What is needed: The answer must consist of the records below, repeated exactly.
Supplied data section start
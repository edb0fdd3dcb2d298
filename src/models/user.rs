// User account model

use serde::{Deserialize, Serialize};
use std::fmt;
use std::str::FromStr;

use super::Id;

/// Role of a user inside their company
#[derive(Debug, Clone, Copy, PartialEq, Eq, Hash, Serialize, Deserialize)]
#[serde(rename_all = "SCREAMING_SNAKE_CASE")]
pub enum UserRole {
    CompanyAdmin,
    Dispatcher,
    Mechanic,
    Driver,
    Accountant,
    Guest,
}

impl UserRole {
    pub const ALL: [UserRole; 6] = [
        UserRole::CompanyAdmin,
        UserRole::Dispatcher,
        UserRole::Mechanic,
        UserRole::Driver,
        UserRole::Accountant,
        UserRole::Guest,
    ];

    pub fn as_str(&self) -> &'static str {
        match self {
            UserRole::CompanyAdmin => "COMPANY_ADMIN",
            UserRole::Dispatcher => "DISPATCHER",
            UserRole::Mechanic => "MECHANIC",
            UserRole::Driver => "DRIVER",
            UserRole::Accountant => "ACCOUNTANT",
            UserRole::Guest => "GUEST",
        }
    }
}

impl fmt::Display for UserRole {
    fn fmt(&self, f: &mut fmt::Formatter<'_>) -> fmt::Result {
        f.write_str(self.as_str())
    }
}

impl FromStr for UserRole {
    type Err = String;

    fn from_str(s: &str) -> Result<Self, Self::Err> {
        let normalized = s.trim().to_uppercase().replace('-', "_");
        UserRole::ALL
            .into_iter()
            .find(|role| role.as_str() == normalized)
            .ok_or_else(|| format!("unknown role: {}", s))
    }
}

/// Interface language of a user
#[derive(Debug, Clone, Copy, PartialEq, Eq, Default, Serialize, Deserialize)]
#[serde(rename_all = "lowercase")]
pub enum Language {
    #[default]
    Ru,
    En,
    Ky,
}

impl Language {
    pub fn as_str(&self) -> &'static str {
        match self {
            Language::Ru => "ru",
            Language::En => "en",
            Language::Ky => "ky",
        }
    }
}

impl fmt::Display for Language {
    fn fmt(&self, f: &mut fmt::Formatter<'_>) -> fmt::Result {
        f.write_str(self.as_str())
    }
}

impl FromStr for Language {
    type Err = String;

    fn from_str(s: &str) -> Result<Self, Self::Err> {
        match s.trim().to_lowercase().as_str() {
            "ru" => Ok(Language::Ru),
            "en" => Ok(Language::En),
            "ky" => Ok(Language::Ky),
            other => Err(format!("unknown language: {}", other)),
        }
    }
}

/// Authenticated user profile as returned by `auth/me/`
#[derive(Debug, Clone, PartialEq, Serialize, Deserialize)]
pub struct User {
    pub id: Id,
    pub username: String,
    #[serde(default)]
    pub first_name: String,
    #[serde(default)]
    pub last_name: String,
    #[serde(default)]
    pub email: String,
    pub role: UserRole,
    #[serde(default)]
    pub region: String,
    #[serde(default)]
    pub language: Language,
    #[serde(default)]
    pub company: Option<Id>,
    #[serde(default, skip_serializing_if = "Option::is_none")]
    pub company_name: Option<String>,
    #[serde(default = "default_active")]
    pub is_active: bool,
}

fn default_active() -> bool {
    true
}

impl User {
    /// Full name, falling back to the username when no name is set
    pub fn display_name(&self) -> String {
        let full = format!("{} {}", self.first_name, self.last_name);
        let full = full.trim();
        if full.is_empty() {
            self.username.clone()
        } else {
            full.to_string()
        }
    }
}

/// Partial update of the current user's own profile
#[derive(Debug, Clone, Default, PartialEq, Serialize)]
pub struct MeUpdate {
    #[serde(skip_serializing_if = "Option::is_none")]
    pub first_name: Option<String>,
    #[serde(skip_serializing_if = "Option::is_none")]
    pub last_name: Option<String>,
    #[serde(skip_serializing_if = "Option::is_none")]
    pub email: Option<String>,
    #[serde(skip_serializing_if = "Option::is_none")]
    pub region: Option<String>,
    #[serde(skip_serializing_if = "Option::is_none")]
    pub language: Option<Language>,
}

/// Payload for creating a user (company admins only)
#[derive(Debug, Clone, PartialEq, Serialize)]
pub struct UserCreate {
    pub username: String,
    pub password: String,
    #[serde(skip_serializing_if = "Option::is_none")]
    pub first_name: Option<String>,
    #[serde(skip_serializing_if = "Option::is_none")]
    pub last_name: Option<String>,
    #[serde(skip_serializing_if = "Option::is_none")]
    pub email: Option<String>,
    pub role: UserRole,
    #[serde(skip_serializing_if = "Option::is_none")]
    pub region: Option<String>,
    pub language: Language,
    #[serde(skip_serializing_if = "Option::is_none")]
    pub is_active: Option<bool>,
}

/// Partial update of another user
#[derive(Debug, Clone, Default, PartialEq, Serialize)]
pub struct UserUpdate {
    #[serde(skip_serializing_if = "Option::is_none")]
    pub username: Option<String>,
    #[serde(skip_serializing_if = "Option::is_none")]
    pub password: Option<String>,
    #[serde(skip_serializing_if = "Option::is_none")]
    pub first_name: Option<String>,
    #[serde(skip_serializing_if = "Option::is_none")]
    pub last_name: Option<String>,
    #[serde(skip_serializing_if = "Option::is_none")]
    pub email: Option<String>,
    #[serde(skip_serializing_if = "Option::is_none")]
    pub role: Option<UserRole>,
    #[serde(skip_serializing_if = "Option::is_none")]
    pub region: Option<String>,
    #[serde(skip_serializing_if = "Option::is_none")]
    pub language: Option<Language>,
    #[serde(skip_serializing_if = "Option::is_none")]
    pub is_active: Option<bool>,
}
Supplied data section end
Answer to the problem:
repository edb0fdd3dcb2d298
filename src/models/user.rs
// User account model

use serde::{Deserialize, Serialize};
use std::fmt;
use std::str::FromStr;

use super::Id;

/// Role of a user inside their company
#[derive(Debug, Clone, Copy, PartialEq, Eq, Hash, Serialize, Deserialize)]
#[serde(rename_all = "SCREAMING_SNAKE_CASE")]
pub enum UserRole {
    CompanyAdmin,
    Dispatcher,
    Mechanic,
    Driver,
    Accountant,
    Guest,
}

impl UserRole {
    pub const ALL: [UserRole; 6] = [
        UserRole::CompanyAdmin,
        UserRole::Dispatcher,
        UserRole::Mechanic,
        UserRole::Driver,
        UserRole::Accountant,
        UserRole::Guest,
    ];

    pub fn as_str(&self) -> &'static str {
        match self {
            UserRole::CompanyAdmin => "COMPANY_ADMIN",
            UserRole::Dispatcher => "DISPATCHER",
            UserRole::Mechanic => "MECHANIC",
            UserRole::Driver => "DRIVER",
            UserRole::Accountant => "ACCOUNTANT",
            UserRole::Guest => "GUEST",
        }
    }
}

impl fmt::Display for UserRole {
    fn fmt(&self, f: &mut fmt::Formatter<'_>) -> fmt::Result {
        f.write_str(self.as_str())
    }
}

impl FromStr for UserRole {
    type Err = String;

    fn from_str(s: &str) -> Result<Self, Self::Err> {
        let normalized = s.trim().to_uppercase().replace('-', "_");
        UserRole::ALL
            .into_iter()
            .find(|role| role.as_str() == normalized)
            .ok_or_else(|| format!("unknown role: {}", s))
    }
}

/// Interface language of a user
#[derive(Debug, Clone, Copy, PartialEq, Eq, Default, Serialize, Deserialize)]
#[serde(rename_all = "lowercase")]
pub enum Language {
    #[default]
    Ru,
    En,
    Ky,
}

impl Language {
    pub fn as_str(&self) -> &'static str {
        match self {
            Language::Ru => "ru",
            Language::En => "en",
            Language::Ky => "ky",
        }
    }
}

impl fmt::Display for Language {
    fn fmt(&self, f: &mut fmt::Formatter<'_>) -> fmt::Result {
        f.write_str(self.as_str())
    }
}

impl FromStr for Language {
    type Err = String;

    fn from_str(s: &str) -> Result<Self, Self::Err> {
        match s.trim().to_lowercase().as_str() {
            "ru" => Ok(Language::Ru),
            "en" => Ok(Language::En),
            "ky" => Ok(Language::Ky),
            other => Err(format!("unknown language: {}", other)),
        }
    }
}

/// Authenticated user profile as returned by `auth/me/`
#[derive(Debug, Clone, PartialEq, Serialize, Deserialize)]
pub struct User {
    pub id: Id,
    pub username: String,
    #[serde(default)]
    pub first_name: String,
    #[serde(default)]
    pub last_name: String,
    #[serde(default)]
    pub email: String,
    pub role: UserRole,
    #[serde(default)]
    pub region: String,
    #[serde(default)]
    pub language: Language,
    #[serde(default)]
    pub company: Option<Id>,
    #[serde(default, skip_serializing_if = "Option::is_none")]
    pub company_name: Option<String>,
    #[serde(default = "default_active")]
    pub is_active: bool,
}

fn default_active() -> bool {
    true
}

impl User {
    /// Full name, falling back to the username when no name is set
    pub fn display_name(&self) -> String {
        let full = format!("{} {}", self.first_name, self.last_name);
        let full = full.trim();
        if full.is_empty() {
            self.username.clone()
        } else {
            full.to_string()
        }
    }
}

/// Partial update of the current user's own profile
#[derive(Debug, Clone, Default, PartialEq, Serialize)]
pub struct MeUpdate {
    #[serde(skip_serializing_if = "Option::is_none")]
    pub first_name: Option<String>,
    #[serde(skip_serializing_if = "Option::is_none")]
    pub last_name: Option<String>,
    #[serde(skip_serializing_if = "Option::is_none")]
    pub email: Option<String>,
    #[serde(skip_serializing_if = "Option::is_none")]
    pub region: Option<String>,
    #[serde(skip_serializing_if = "Option::is_none")]
    pub language: Option<Language>,
}

/// Payload for creating a user (company admins only)
#[derive(Debug, Clone, PartialEq, Serialize)]
pub struct UserCreate {
    pub username: String,
    pub password: String,
    #[serde(skip_serializing_if = "Option::is_none")]
    pub first_name: Option<String>,
    #[serde(skip_serializing_if = "Option::is_none")]
    pub last_name: Option<String>,
    #[serde(skip_serializing_if = "Option::is_none")]
    pub email: Option<String>,
    pub role: UserRole,
    #[serde(skip_serializing_if = "Option::is_none")]
    pub region: Option<String>,
    pub language: Language,
    #[serde(skip_serializing_if = "Option::is_none")]
    pub is_active: Option<bool>,
}

/// Partial update of another user
#[derive(Debug, Clone, Default, PartialEq, Serialize)]
pub struct UserUpdate {
    #[serde(skip_serializing_if = "Option::is_none")]
    pub username: Option<String>,
    #[serde(skip_serializing_if = "Option::is_none")]
    pub password: Option<String>,
    #[serde(skip_serializing_if = "Option::is_none")]
    pub first_name: Option<String>,
    #[serde(skip_serializing_if = "Option::is_none")]
    pub last_name: Option<String>,
    #[serde(skip_serializing_if = "Option::is_none")]
    pub email: Option<String>,
    #[serde(skip_serializing_if = "Option::is_none")]
    pub role: Option<UserRole>,
    #[serde(skip_serializing_if = "Option::is_none")]
    pub region: Option<String>,
    #[serde(skip_serializing_if = "Option::is_none")]
    pub language: Option<Language>,
    #[serde(skip_serializing_if = "Option::is_none")]
    pub is_active: Option<bool>,
}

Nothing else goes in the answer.